### Aim of the task
Here is a listing; work out how many of its lines contain the word "PoolConfig", and state only that number.

### Records for this exercise
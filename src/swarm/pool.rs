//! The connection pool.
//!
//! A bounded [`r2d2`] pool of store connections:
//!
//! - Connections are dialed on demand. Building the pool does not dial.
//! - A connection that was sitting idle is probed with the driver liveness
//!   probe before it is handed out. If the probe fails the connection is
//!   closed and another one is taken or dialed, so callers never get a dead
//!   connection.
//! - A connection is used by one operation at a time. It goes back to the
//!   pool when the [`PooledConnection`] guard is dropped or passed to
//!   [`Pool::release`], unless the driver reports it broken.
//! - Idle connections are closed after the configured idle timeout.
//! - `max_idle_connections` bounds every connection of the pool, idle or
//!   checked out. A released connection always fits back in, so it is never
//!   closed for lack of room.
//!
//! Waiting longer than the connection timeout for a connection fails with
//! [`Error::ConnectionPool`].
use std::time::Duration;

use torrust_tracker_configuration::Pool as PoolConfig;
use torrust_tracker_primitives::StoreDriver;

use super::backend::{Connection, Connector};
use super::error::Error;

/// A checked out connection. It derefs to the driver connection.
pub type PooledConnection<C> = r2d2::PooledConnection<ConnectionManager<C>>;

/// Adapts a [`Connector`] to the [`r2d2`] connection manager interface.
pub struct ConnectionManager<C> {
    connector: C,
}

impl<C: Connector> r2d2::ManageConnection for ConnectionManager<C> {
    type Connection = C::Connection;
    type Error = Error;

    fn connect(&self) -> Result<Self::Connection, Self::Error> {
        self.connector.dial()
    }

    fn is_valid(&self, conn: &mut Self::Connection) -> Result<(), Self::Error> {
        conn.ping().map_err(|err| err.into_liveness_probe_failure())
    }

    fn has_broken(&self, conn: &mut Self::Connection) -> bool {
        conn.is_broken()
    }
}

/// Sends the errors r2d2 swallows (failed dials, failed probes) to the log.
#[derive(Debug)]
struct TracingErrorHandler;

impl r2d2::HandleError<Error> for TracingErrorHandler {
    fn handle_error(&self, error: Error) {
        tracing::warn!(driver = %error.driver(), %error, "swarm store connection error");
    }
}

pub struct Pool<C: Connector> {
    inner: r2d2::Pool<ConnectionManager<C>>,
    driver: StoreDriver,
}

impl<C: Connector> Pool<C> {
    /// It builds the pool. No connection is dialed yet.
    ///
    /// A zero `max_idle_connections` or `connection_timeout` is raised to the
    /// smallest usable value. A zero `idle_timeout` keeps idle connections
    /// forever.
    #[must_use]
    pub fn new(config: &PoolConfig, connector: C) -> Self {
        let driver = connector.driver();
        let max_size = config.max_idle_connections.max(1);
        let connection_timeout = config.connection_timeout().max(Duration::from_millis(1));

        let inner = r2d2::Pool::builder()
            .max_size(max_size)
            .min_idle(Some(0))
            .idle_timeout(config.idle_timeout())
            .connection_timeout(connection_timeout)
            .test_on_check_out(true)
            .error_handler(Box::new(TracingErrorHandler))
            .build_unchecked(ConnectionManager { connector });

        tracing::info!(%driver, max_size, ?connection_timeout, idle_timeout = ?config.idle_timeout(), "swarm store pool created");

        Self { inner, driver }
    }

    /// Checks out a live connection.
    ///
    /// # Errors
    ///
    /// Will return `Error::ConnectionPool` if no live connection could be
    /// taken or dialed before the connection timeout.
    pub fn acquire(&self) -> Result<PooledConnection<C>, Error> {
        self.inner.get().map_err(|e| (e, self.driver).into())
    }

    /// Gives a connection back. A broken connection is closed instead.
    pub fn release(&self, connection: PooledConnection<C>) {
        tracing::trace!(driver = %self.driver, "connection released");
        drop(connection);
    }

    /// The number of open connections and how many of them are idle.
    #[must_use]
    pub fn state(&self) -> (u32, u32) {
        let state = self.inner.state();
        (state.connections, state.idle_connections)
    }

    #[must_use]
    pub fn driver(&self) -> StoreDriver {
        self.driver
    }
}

### Task answer
2